* Work instruction *
The response must contain every line below in which "impl" appears.

========================

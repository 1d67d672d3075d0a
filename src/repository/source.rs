// src/repository/source.rs

//! Artifact sources for the deploy pipeline
//!
//! Both sources look for a checksum next to the artifact: a per-file digest
//! (`<artifact>.sha256`, `.sha512`, `.md5`) first, then the directory-level
//! manifests named in the configuration (`SHA256SUMS`, `MD5SUMS`, ...).

use crate::config::VerifyConfig;
use crate::deploy::verify::ChecksumManifest;
use crate::deploy::{ArtifactReference, ArtifactSource};
use crate::error::{Error, Result};
use crate::repository::client::{Fetched, RepositoryClient};
use indicatif::{ProgressBar, ProgressStyle};
use std::fs;
use std::io::IsTerminal;
use std::path::{Path, PathBuf};
use tracing::{debug, info};
use url::Url;

/// Per-artifact digest file suffixes, in lookup order
pub const DIGEST_SUFFIXES: &[&str] = &["sha256", "sha512", "md5"];

fn create_progress_bar(name: &str) -> ProgressBar {
    let pb = ProgressBar::new(0);
    pb.set_style(
        ProgressStyle::default_bar()
            .template("{msg} [{bar:40.cyan/blue}] {bytes}/{total_bytes} ({bytes_per_sec}, {eta})")
            .expect("Invalid progress bar template")
            .progress_chars("=>-"),
    );
    pb.set_message(name.to_string());
    pb
}

/// Manifest candidates for an artifact, in lookup order
fn candidate_names(artifact_name: &str, manifest_names: &[String]) -> Vec<String> {
    DIGEST_SUFFIXES
        .iter()
        .map(|suffix| format!("{}.{}", artifact_name, suffix))
        .chain(manifest_names.iter().cloned())
        .collect()
}

/// First manifest among `candidates` that has an entry for `artifact_name`
fn first_matching<F>(
    artifact_name: &str,
    candidates: &[String],
    mut load: F,
) -> Result<Option<ChecksumManifest>>
where
    F: FnMut(&str) -> Result<Option<(String, String)>>,
{
    for candidate in candidates {
        let Some((origin, text)) = load(candidate)? else {
            continue;
        };
        let manifest = ChecksumManifest::parse(&origin, &text);
        if manifest.find(artifact_name).is_some() {
            info!("Using checksum manifest {}", origin);
            return Ok(Some(manifest));
        }
        debug!("{} has no entry for {}", origin, artifact_name);
    }
    Ok(None)
}

/// Artifacts served over HTTP(S)
pub struct HttpArtifactSource<'a> {
    client: &'a RepositoryClient,
    manifest_names: Vec<String>,
    show_progress: bool,
}

impl<'a> HttpArtifactSource<'a> {
    pub fn new(client: &'a RepositoryClient, verify: &VerifyConfig) -> Self {
        Self {
            client,
            manifest_names: verify.manifest_names.clone(),
            show_progress: std::io::stderr().is_terminal(),
        }
    }

    pub fn with_progress(mut self, show: bool) -> Self {
        self.show_progress = show;
        self
    }

    fn parse_locator(reference: &ArtifactReference) -> Result<Url> {
        Url::parse(&reference.locator).map_err(|e| {
            Error::ConfigError(format!("Invalid artifact URL '{}': {}", reference.locator, e))
        })
    }
}

impl ArtifactSource for HttpArtifactSource<'_> {
    fn fetch(&self, reference: &ArtifactReference) -> Result<Vec<u8>> {
        let url = Self::parse_locator(reference)?;
        let bar = self
            .show_progress
            .then(|| create_progress_bar(reference.artifact_name()));

        let result = self.client.download_to_bytes(url.as_str(), bar.as_ref());
        if let (Err(e), Some(pb)) = (&result, &bar) {
            pb.abandon_with_message(format!("{} [FAILED: {}]", reference.artifact_name(), e));
        }
        result
    }

    fn fetch_manifest(&self, reference: &ArtifactReference) -> Result<Option<ChecksumManifest>> {
        let url = Self::parse_locator(reference)?;
        let artifact_name = reference.artifact_name();
        let candidates = candidate_names(artifact_name, &self.manifest_names);

        first_matching(artifact_name, &candidates, |name| {
            let Ok(manifest_url) = url.join(name) else {
                return Ok(None);
            };
            match self.client.fetch_optional(manifest_url.as_str())? {
                Fetched::Found(bytes) => Ok(Some((
                    manifest_url.to_string(),
                    String::from_utf8_lossy(&bytes).into_owned(),
                ))),
                Fetched::Missing(_) => Ok(None),
            }
        })
    }
}

/// Artifacts already on local disk
#[derive(Debug, Clone, Default)]
pub struct FileArtifactSource {
    manifest_names: Vec<String>,
}

impl FileArtifactSource {
    pub fn new(verify: &VerifyConfig) -> Self {
        Self {
            manifest_names: verify.manifest_names.clone(),
        }
    }

    fn sibling(path: &Path, name: &str) -> PathBuf {
        match path.parent() {
            Some(dir) => dir.join(name),
            None => PathBuf::from(name),
        }
    }
}

impl ArtifactSource for FileArtifactSource {
    fn fetch(&self, reference: &ArtifactReference) -> Result<Vec<u8>> {
        let path = Path::new(&reference.locator);
        info!("Reading {}", path.display());
        fs::read(path).map_err(|e| Error::IoError(format!("Cannot read {}: {}", path.display(), e)))
    }

    fn fetch_manifest(&self, reference: &ArtifactReference) -> Result<Option<ChecksumManifest>> {
        let path = Path::new(&reference.locator);
        let artifact_name = reference.artifact_name();
        let candidates = candidate_names(artifact_name, &self.manifest_names);

        first_matching(artifact_name, &candidates, |name| {
            let candidate = Self::sibling(path, name);
            if !candidate.is_file() {
                return Ok(None);
            }
            let text = fs::read_to_string(&candidate)?;
            Ok(Some((candidate.display().to_string(), text)))
        })
    }
}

========================

* Task result *
impl<'a> HttpArtifactSource<'a> {
impl ArtifactSource for HttpArtifactSource<'_> {
impl FileArtifactSource {
impl ArtifactSource for FileArtifactSource {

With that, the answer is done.